La Toscana non è la regione più colpita, ma la cittadina di Scandicci sta già accusando le conseguenze dell'epidemia. Fino ad oggi era in netta espansione, grazie al recente sviluppo di siti produttivi per giganti del lusso come LVMH, Kering e Prada, che vi comprano anche dei laboratori.
 
La famiglia di Massimiliano Guerrini possiede l’azienda Almax, un produttore di Scandicci che realizza borse per dieci marchi, tra i quali Saint Laurent, Gucci e Balenciaga (Kering), oltre ad alcune griffe di LVMH. L'uomo afferma di aver visto diminuire gli ordini di “alcuni punti percentuali” a causa della crisi sanitaria del coronavirus in Cina. “Pensavo che le cose non andassero così male, date le circostanze, ma ora che l'Italia è in allarme, l'epidemia potrebbe colpire le imprese molto più crudelmente delle persone. L'intera catena di approvvigionamento potrebbe interrompersi per gli ordini non ancora evasi”, sostiene.
 
“Abbiamo 270 dipendenti e abbiamo diversificato i nostri clienti, quindi finora siamo riusciti a limitare l'impatto. Ma alcuni laboratori più piccoli non dureranno a lungo”. Un produttore veneto di borse e pelletteria, ad esempio, riferisce di un calo degli ordini del 30% da parte di Louis Vuitton (LVMH).

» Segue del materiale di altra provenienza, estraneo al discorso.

// SPDX-FileCopyrightText: 2026 Mensajero Contributors
// SPDX-License-Identifier: MIT OR Apache-2.0

//! End-to-end tests running the `mensajero` binary against a temp store.
//!
//! Each test writes its own config file pointing at a fresh database, so
//! tests are independent and order-insensitive.

use std::path::{Path, PathBuf};
use std::process::{Command, Output};

use tempfile::TempDir;

struct Workspace {
    dir: TempDir,
    config: PathBuf,
}

impl Workspace {
    fn new() -> Self {
        let dir = tempfile::tempdir().unwrap();
        let config = dir.path().join("mensajero.toml");
        let db = dir.path().join("store.db");
        std::fs::write(
            &config,
            format!(
                "[service]\nlog_level = \"warn\"\n\n[storage]\ndatabase_path = {:?}\n",
                db.to_string_lossy()
            ),
        )
        .unwrap();
        Self { dir, config }
    }

    fn path(&self, name: &str) -> PathBuf {
        self.dir.path().join(name)
    }

    fn run(&self, args: &[&str]) -> Output {
        Command::new(env!("CARGO_BIN_EXE_mensajero"))
            .arg("--plain")
            .arg("--config")
            .arg(&self.config)
            .args(args)
            .env_remove("RUST_LOG")
            .output()
            .unwrap()
    }

    fn ok(&self, args: &[&str]) -> String {
        let output = self.run(args);
        assert!(
            output.status.success(),
            "{args:?} failed: {}",
            String::from_utf8_lossy(&output.stderr)
        );
        String::from_utf8(output.stdout).unwrap()
    }

    fn seed(&self, tracking_numbers: &[&str]) {
        let sheet = self.path("shipments.csv");
        write_sheet(&sheet, tracking_numbers);
        self.ok(&["zone", "add", "Norte", "5000"]);
        self.ok(&["courier", "add", "Ana", "--zone", "Norte"]);
        self.ok(&["import", sheet.to_str().unwrap()]);
    }
}

fn write_sheet(path: &Path, tracking_numbers: &[&str]) {
    std::fs::write(path, mensajero_test_utils::shipment_csv(tracking_numbers)).unwrap();
}

#[test]
fn lifecycle_through_the_cli() {
    let ws = Workspace::new();
    ws.seed(&["A100", "A101"]);

    let status = ws.ok(&["status", "A100", "--json"]);
    let value: serde_json::Value = serde_json::from_str(&status).unwrap();
    assert_eq!(value["state"], "IN_VERIFICATION");

    let out = ws.ok(&["dispatch", "--courier", "Ana", "A100,A101", "A999"]);
    assert!(out.contains("[OK] A100 -> Ana (Norte)"));
    assert!(out.contains("[FAIL] A999"));
    assert!(out.contains("2 dispatched, 1 failed"));

    ws.ok(&["receive", "A100", "--outcome", "delivered"]);
    let status = ws.ok(&["status", "A100"]);
    assert!(status.contains("DELIVERED"));

    let settle = ws.ok(&["settle", "--courier", "Ana", "--from", "2000-01-01", "--to", "2999-12-31", "--json"]);
    let value: serde_json::Value = serde_json::from_str(&settle).unwrap();
    assert_eq!(value["count"], 2);
    assert_eq!(value["total"], 10000.0);
}

#[test]
fn reimport_skips_known_shipments() {
    let ws = Workspace::new();
    ws.seed(&["A100"]);

    let sheet = ws.path("second.csv");
    write_sheet(&sheet, &["A100", "A200"]);
    let out = ws.ok(&["import", sheet.to_str().unwrap()]);
    assert!(out.contains("imported 1 of 2 shipments (1 already present, 0 blank rows)"));
}

#[test]
fn user_errors_exit_nonzero_with_message() {
    let ws = Workspace::new();
    ws.seed(&["A100"]);

    let output = ws.run(&["receive", "A100", "--outcome", "returned", "--reason", "closed"]);
    assert_eq!(output.status.code(), Some(1));
    let stderr = String::from_utf8_lossy(&output.stderr);
    assert!(stderr.contains("has not been dispatched yet"), "{stderr}");

    let output = ws.run(&["dispatch", "--courier", "Pedro", "A100"]);
    assert_eq!(output.status.code(), Some(1));
    assert!(String::from_utf8_lossy(&output.stderr).contains("courier not found: Pedro"));
}

#[test]
fn invalid_config_exits_with_diagnostic() {
    let ws = Workspace::new();
    std::fs::write(&ws.config, "[gateway]\nprot = 9000\n").unwrap();

    let output = ws.run(&["zone", "list"]);
    assert_eq!(output.status.code(), Some(1));
    let stderr = String::from_utf8_lossy(&output.stderr);
    assert!(stderr.contains("unknown configuration key"), "{stderr}");
    assert!(stderr.contains("port"), "{stderr}");
}

#[test]
fn export_writes_requested_report() {
    let ws = Workspace::new();
    ws.seed(&["A100"]);
    ws.ok(&["dispatch", "--courier", "Ana", "A100"]);
    ws.ok(&["pickup", "P1", "--date", "2024-03-01", "--notes", "front desk"]);

    let csv = ws.path("dispatches.csv");
    ws.ok(&["export", "dispatches", "--out", csv.to_str().unwrap(), "--courier", "Ana"]);
    let text = std::fs::read_to_string(&csv).unwrap();
    assert!(text.starts_with("tracking_number,courier,zone,dispatch_date"));
    assert!(text.contains("A100,Ana,Norte,"));

    let xlsx = ws.path("pickups.xlsx");
    ws.ok(&["export", "pickups", "--out", xlsx.to_str().unwrap()]);
    assert!(std::fs::read(&xlsx).unwrap().starts_with(b"PK"));

    let output = ws.run(&["export", "payroll", "--out", csv.to_str().unwrap()]);
    assert_eq!(output.status.code(), Some(1));
}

Altre piccole imprese affermano che anche Prada e Ferragamo stanno riducendo la portata dei loro ordinativi. Nessuna di queste aziende ha voluto rilasciare commenti al riguardo.
 
Claudio Marenzi, il capo della sezione moda di Confindustria, afferma che gli acquirenti stranieri di prodotti tessili e di abbigliamento italiani hanno iniziato ad annullare gli ordini già alla fine di febbraio e che alcuni punti vendita fisici tradizionali hanno già visto dimezzate le vendite. “Sin dall'inizio dell'epidemia in Cina, avevamo capito che ci sarebbe stato un rallentamento nel primo trimestre. Ma ora, tutto l'anno rischia di andare in fumo per noi”. dice con amarezza.
 
Una fonte al corrente della situazione rivela che Ferragamo ha chiesto ai suoi dipendenti di prendersi il venerdì di ferie per otto settimane, ma ha anche congelato le assunzioni e il rinnovo dei contratti a tempo determinato.
 
Dopo aver sfilato a porte chiuse alla Fashion Week di Milano, Giorgio Armani ha chiuso le sue fabbriche nel Nord Italia per una settimana a fine febbraio. Un portavoce ha affermato lunedì che erano state riaperte la prima settimana di marzo, ma che la maggior parte dei dipendenti lavora da casa.
 
Luca Bortolotto è il direttore della sezione abbigliamento e accessori di Confartigianato Vicenza. Prevede di assumere qualcuno come babysitter per aiutare i lavoratori nella sua attività di pelletteria, in quanto le scuole sono chiuse in tutto il Paese.
 
“Come se ciò non bastasse, viviamo nella costante paura che uno dei nostri dipendenti si ammali, il che condurrebbe a dover mettere in quarantena tutti e paralizzare l’attività”, conclude dispiaciuto.